Nice thought. But it doesn’t look like it’ll pan out.
Indeed, notes Rick Dallam, it looks like “it’s going to be exactly the opposite over the next four to eight years.” In an article in The Hill, Dallam, a health care partner at a firm that designs health care facilities, notes: “We don’t have the primary care infrastructure in place in America to cover the need. Our clients are looking at and preparing for more emergency department volume, not less.”
A big part of the problem: a growing shortage of primary care physicians. The American Academy of Family Physicians recently predicted that by 2020, the United States would have 40,000 fewer family physicians than needed. As the doc supply diminishes, it will be become increasingly more difficult to get a timely appointment. Inevitably, more and more folks will resort to emergency rooms to get the medical attention they want.
But there is another, even bigger problem, rooted in the new law itself: Roughly half of the 34 million newly insured under Obamacare will get their coverage via Medicaid, a poorly performing welfare program.
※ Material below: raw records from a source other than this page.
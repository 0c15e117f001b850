use crate::app::App;
use crate::args::CategoriesAction;
use crate::commands::{with_warning, Out};
use crate::model::Categories;
use crate::{Config, Mode, Result};

/// Handles the `tracpro categories` subcommands. Every change replaces all three lists in the
/// spreadsheet.
pub async fn categories(
    config: Config,
    mode: Mode,
    action: &CategoriesAction,
) -> Result<Out<Categories>> {
    let mut app = App::new(config, mode).await?;
    let outcome = match action {
        CategoriesAction::Show { refresh } => {
            if *refresh {
                app.load_config().await?;
            }
            None
        }
        CategoriesAction::Set {
            expense_types,
            payment_types,
            users,
        } => {
            let categories = Categories::new(
                expense_types.iter().map(|s| s.trim()),
                payment_types.iter().map(|s| s.trim()),
                users.iter().map(|s| s.trim()),
            );
            Some(app.save_categories(categories).await?)
        }
        CategoriesAction::Add { kind, name } => {
            app.load_config().await?;
            Some(app.add_category(*kind, name).await?)
        }
        CategoriesAction::Remove { kind, name } => {
            app.load_config().await?;
            Some(app.remove_category(*kind, name).await?)
        }
    };

    let categories = app.view().categories.clone();
    let mut message = format!(
        "Expense types: {}\nPayment types: {}\nUsers: {}",
        categories.expense_types.join(", "),
        categories.payment_types.join(", "),
        categories.users.join(", ")
    );
    if let Some(outcome) = outcome {
        message = with_warning(format!("Saved\n\n{message}"), &outcome);
    }
    Ok(Out::new(message, categories))
}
Medicaid reimbursement rates for physicians are so low that many doctors simply refuse to accept Medicaid patients. Based on previous experience, Medicaid expansion will not only “crowd out” private insurance, but will also swell the ranks of those getting routine, non-urgent care through hospital emergency rooms. The result: an even higher reliance on emergency room care among Medicaid beneficiaries than among the uninsured. What a mess.
To expand coverage to more Americans without hindering access, Congress would have done better to change the current tax preference given to employer-sponsored insurance and to transform Medicaid into a premium support program, so low income persons could be mainstreamed into the private health insurance system that serves their fellow citizens.